▶ Problem to solve
From the first line of the entries below, reproduce everything exactly through the line with "carrying a busy or", and nothing more.

▶ Records for the task
++++

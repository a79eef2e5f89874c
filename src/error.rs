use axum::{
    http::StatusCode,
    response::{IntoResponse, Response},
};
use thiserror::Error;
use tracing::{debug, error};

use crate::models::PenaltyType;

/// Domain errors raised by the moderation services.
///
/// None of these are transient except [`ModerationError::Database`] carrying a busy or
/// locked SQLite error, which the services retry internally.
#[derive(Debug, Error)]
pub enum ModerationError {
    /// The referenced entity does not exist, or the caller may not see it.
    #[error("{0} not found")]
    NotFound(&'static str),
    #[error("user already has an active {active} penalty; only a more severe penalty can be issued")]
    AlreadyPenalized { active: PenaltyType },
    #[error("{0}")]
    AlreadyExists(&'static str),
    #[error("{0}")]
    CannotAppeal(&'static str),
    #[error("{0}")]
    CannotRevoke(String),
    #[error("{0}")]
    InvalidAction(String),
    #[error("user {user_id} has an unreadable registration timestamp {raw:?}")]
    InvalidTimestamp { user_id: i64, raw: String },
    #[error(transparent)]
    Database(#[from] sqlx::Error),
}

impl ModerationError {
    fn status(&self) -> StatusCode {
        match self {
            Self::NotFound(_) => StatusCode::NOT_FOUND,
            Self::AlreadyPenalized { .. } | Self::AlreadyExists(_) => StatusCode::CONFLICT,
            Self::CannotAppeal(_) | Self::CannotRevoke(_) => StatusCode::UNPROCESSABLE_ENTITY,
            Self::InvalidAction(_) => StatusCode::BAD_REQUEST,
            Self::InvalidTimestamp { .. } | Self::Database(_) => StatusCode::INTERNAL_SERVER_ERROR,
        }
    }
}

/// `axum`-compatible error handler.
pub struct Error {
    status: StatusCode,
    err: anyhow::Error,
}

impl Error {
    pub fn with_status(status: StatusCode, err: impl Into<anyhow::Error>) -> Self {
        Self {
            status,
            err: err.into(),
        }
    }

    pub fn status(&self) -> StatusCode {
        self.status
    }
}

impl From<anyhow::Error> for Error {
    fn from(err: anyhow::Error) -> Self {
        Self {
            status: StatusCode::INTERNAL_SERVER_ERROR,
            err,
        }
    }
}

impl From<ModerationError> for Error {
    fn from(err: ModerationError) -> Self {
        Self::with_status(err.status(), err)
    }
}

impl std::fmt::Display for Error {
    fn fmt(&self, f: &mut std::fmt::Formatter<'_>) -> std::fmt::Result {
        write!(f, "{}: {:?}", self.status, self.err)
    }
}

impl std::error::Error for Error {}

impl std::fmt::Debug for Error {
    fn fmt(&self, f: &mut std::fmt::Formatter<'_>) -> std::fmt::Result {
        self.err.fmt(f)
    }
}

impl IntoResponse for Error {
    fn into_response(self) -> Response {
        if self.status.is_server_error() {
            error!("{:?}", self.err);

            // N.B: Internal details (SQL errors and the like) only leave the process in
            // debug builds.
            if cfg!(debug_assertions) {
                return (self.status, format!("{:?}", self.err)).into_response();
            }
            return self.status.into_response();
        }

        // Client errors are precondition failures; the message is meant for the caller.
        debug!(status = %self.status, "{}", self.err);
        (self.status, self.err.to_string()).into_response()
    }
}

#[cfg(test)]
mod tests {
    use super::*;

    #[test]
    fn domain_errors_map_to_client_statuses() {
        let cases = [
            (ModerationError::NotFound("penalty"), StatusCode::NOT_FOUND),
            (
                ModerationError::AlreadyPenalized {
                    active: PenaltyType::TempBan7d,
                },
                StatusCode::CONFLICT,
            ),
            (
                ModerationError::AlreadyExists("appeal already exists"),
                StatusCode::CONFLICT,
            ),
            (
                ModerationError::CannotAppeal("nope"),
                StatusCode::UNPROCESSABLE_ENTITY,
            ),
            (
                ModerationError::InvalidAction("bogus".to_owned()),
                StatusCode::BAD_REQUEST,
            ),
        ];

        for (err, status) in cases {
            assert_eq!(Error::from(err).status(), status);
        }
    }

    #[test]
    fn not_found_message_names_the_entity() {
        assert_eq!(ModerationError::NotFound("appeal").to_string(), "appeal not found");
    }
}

++++

▶ Answer to the exercise
repository a79eef2e5f89874c
filename src/error.rs
use axum::{
    http::StatusCode,
    response::{IntoResponse, Response},
};
use thiserror::Error;
use tracing::{debug, error};

use crate::models::PenaltyType;

/// Domain errors raised by the moderation services.
///
/// None of these are transient except [`ModerationError::Database`] carrying a busy or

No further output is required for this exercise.